## What to produce
Every line below that has the string "info" adds one to the count. Give that count by itself.

/---

//! Authorization policy: pure decision functions over an actor and a resource.
//!
//! No side effects and no I/O. Callers check the result before invoking the
//! corresponding service operation; a denial surfaces as
//! [`crate::CourierError::Unauthorized`] at the call site.

use crate::types::Correspondents;

/// True iff the actor is the sender or the recipient of the message.
pub fn can_view_message<M: Correspondents>(actor: &str, message: &M) -> bool {
    actor == message.sender() || actor == message.recipient()
}

/// True iff the actor is the recipient. Senders may not mark their own
/// messages read.
pub fn can_mark_read<M: Correspondents>(actor: &str, message: &M) -> bool {
    actor == message.recipient()
}

/// True iff the actor is the profile owner. There is no administrative
/// override.
pub fn can_view_profile(actor: &str, target_username: &str) -> bool {
    actor == target_username
}

#[cfg(test)]
mod tests {
    use super::*;

    struct TestMessage {
        from: &'static str,
        to: &'static str,
    }

    impl Correspondents for TestMessage {
        fn sender(&self) -> &str {
            self.from
        }
        fn recipient(&self) -> &str {
            self.to
        }
    }

    const MESSAGE: TestMessage = TestMessage {
        from: "alice",
        to: "bob",
    };

    #[test]
    fn sender_and_recipient_can_view() {
        assert!(can_view_message("alice", &MESSAGE));
        assert!(can_view_message("bob", &MESSAGE));
    }

    #[test]
    fn third_party_cannot_view() {
        assert!(!can_view_message("mallory", &MESSAGE));
        assert!(!can_view_message("", &MESSAGE));
    }

    #[test]
    fn only_recipient_can_mark_read() {
        assert!(can_mark_read("bob", &MESSAGE));
        assert!(!can_mark_read("alice", &MESSAGE));
        assert!(!can_mark_read("mallory", &MESSAGE));
    }

    #[test]
    fn self_message_keeps_policy_consistent() {
        let note = TestMessage {
            from: "alice",
            to: "alice",
        };
        assert!(can_view_message("alice", &note));
        assert!(can_mark_read("alice", &note));
        assert!(!can_view_message("bob", &note));
    }

    #[test]
    fn only_owner_can_view_profile() {
        assert!(can_view_profile("alice", "alice"));
        assert!(!can_view_profile("alice", "bob"));
        assert!(!can_view_profile("alice", "missing"));
    }
}
//! User directory: registration, authentication, and lookup.

use chrono::Utc;
use storage::{UserRecord, UserRepository};
use tracing::{info, warn};

use crate::auth;
use crate::error::{CourierError, Result};
use crate::types::{NewUser, Profile, UserDetail};

/// Account operations over an injected [`UserRepository`].
#[derive(Clone)]
pub struct UserDirectory {
    users: UserRepository,
}

impl UserDirectory {
    pub fn new(users: UserRepository) -> Self {
        Self { users }
    }

    /// Registers a new account. The raw password is hashed before it is
    /// stored; a taken username yields [`CourierError::Conflict`].
    pub async fn register(&self, new_user: NewUser) -> Result<UserDetail> {
        let password_hash = auth::hash_password(&new_user.password)?;
        let record = UserRecord::new(
            new_user.username,
            password_hash,
            new_user.first_name,
            new_user.last_name,
            new_user.phone,
        );

        self.users.save(&record).await?;
        info!(username = %record.username, "Registered user");

        Ok(UserDetail::from(record))
    }

    /// Verifies credentials, failing closed: an unknown user and a wrong
    /// password both yield `Ok(false)`. On success last_login_at is updated.
    pub async fn authenticate(&self, username: &str, password: &str) -> Result<bool> {
        let Some(user) = self.users.get_user_by_username(username).await? else {
            warn!(username, "Authentication failed: unknown user");
            return Ok(false);
        };

        if !auth::verify_password(&user.password_hash, password) {
            warn!(username, "Authentication failed: wrong password");
            return Ok(false);
        }

        self.users.touch_last_login(username, Utc::now()).await?;
        info!(username, "Authenticated user");
        Ok(true)
    }

    /// Full user view; [`CourierError::NotFound`] if absent.
    pub async fn get(&self, username: &str) -> Result<UserDetail> {
        self.users
            .get_user_by_username(username)
            .await?
            .map(UserDetail::from)
            .ok_or_else(|| CourierError::NotFound(format!("user {}", username)))
    }

    /// Public profiles of every user.
    pub async fn all(&self) -> Result<Vec<Profile>> {
        let users = self.users.get_all_users().await?;
        Ok(users.into_iter().map(Profile::from).collect())
    }
}
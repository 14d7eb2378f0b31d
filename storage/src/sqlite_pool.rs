//! SQLite connection pool wrapper for the storage crate.

use log::info;
use sqlx::sqlite::{SqliteConnectOptions, SqlitePool};

/// Manages a single SQLite pool; creates the DB file if missing.
///
/// Every connection runs with foreign keys enforced; the `messages` table
/// relies on that to reject unknown correspondents.
#[derive(Clone)]
pub struct SqlitePoolManager {
    pool: SqlitePool,
}

impl SqlitePoolManager {
    /// Creates a pool for the given database path.
    pub async fn new(database_path: &str) -> Result<Self, sqlx::Error> {
        info!("Initializing SQLite pool: {}", database_path);

        let pool = SqlitePool::connect_with(
            SqliteConnectOptions::new()
                .filename(database_path)
                .create_if_missing(true)
                .foreign_keys(true),
        )
        .await?;

        Ok(Self { pool })
    }

    /// Returns the underlying pool for running queries.
    pub fn pool(&self) -> &SqlitePool {
        &self.pool
    }
}
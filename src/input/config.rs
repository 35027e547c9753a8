use std::fs::File;
use std::path::{Path, PathBuf};

use anyhow::Context;

use crate::allocation::MonthKey;
use crate::input::toml_input;
use crate::report::ExportOptions;
use crate::session::Settings;
use crate::utils;

pub struct Config {
    settings: Settings,
    key: MonthKey,
    month: toml_input::Month,
    export_options: ExportOptions,
    output: PathBuf,
}

pub struct ConfigBuilder {
    workspace: Option<PathBuf>,
    global: toml_input::Global,
    month: toml_input::Month,
    output: Option<PathBuf>,
    preserve_dir: Option<PathBuf>,
}

impl ConfigBuilder {
    fn new(global: toml_input::Global, month: toml_input::Month) -> Self {
        Self {
            workspace: None,
            global,
            month,
            output: None,
            preserve_dir: None,
        }
    }

    /// The directory the report is written to.
    pub fn output(&mut self, output: impl Into<PathBuf>) -> &mut Self {
        self.output = Some(output.into());
        self
    }

    pub fn preserve_dir(&mut self, preserve_dir: impl Into<PathBuf>) -> &mut Self {
        self.preserve_dir = Some(preserve_dir.into());
        self
    }

    pub fn workspace(&mut self, workspace: impl Into<PathBuf>) -> &mut Self {
        self.workspace = Some(workspace.into());
        self
    }

    pub fn build(self) -> anyhow::Result<Config> {
        let key = self.month.general().key().with_context(|| {
            format!(
                "invalid selection {:04}-{:02} in month file",
                self.month.general().year(),
                self.month.general().month()
            )
        })?;

        let output = self.output.unwrap_or_else(|| {
            let default_dir = PathBuf::from("pdfs");
            if let Some(workspace) = &self.workspace {
                workspace.join(default_dir)
            } else {
                default_dir
            }
        });

        let mut export_options = self.global.export_options();
        if let Some(dir) = self.preserve_dir {
            export_options.set_preserve_dir(dir);
        }

        Ok(Config {
            settings: self.global.settings(),
            key,
            month: self.month,
            export_options,
            output,
        })
    }
}

impl Config {
    #[must_use]
    pub fn from_toml(month: toml_input::Month, global: toml_input::Global) -> ConfigBuilder {
        ConfigBuilder::new(global, month)
    }

    pub fn try_from_toml_files(
        month: impl AsRef<Path>,
        global: impl AsRef<Path>,
    ) -> anyhow::Result<ConfigBuilder> {
        let month = read_toml(month.as_ref())?;
        let global = read_toml(global.as_ref())?;

        Ok(Self::from_toml(month, global))
    }

    pub fn settings(&self) -> &Settings {
        &self.settings
    }

    pub fn key(&self) -> MonthKey {
        self.key
    }

    pub fn month(&self) -> &toml_input::Month {
        &self.month
    }

    pub fn export_options(&self) -> &ExportOptions {
        &self.export_options
    }

    pub fn output(&self) -> &Path {
        &self.output
    }
}

/// Reads and parses a toml input file.
pub fn read_toml<T>(path: &Path) -> anyhow::Result<T>
where
    T: serde::de::DeserializeOwned,
{
    let file = File::open(path).with_context(|| format!("failed to open `{}`", path.display()))?;
    utils::toml_from_reader(file).with_context(|| format!("failed to parse `{}`", path.display()))
}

\---

## Result of the exercise
5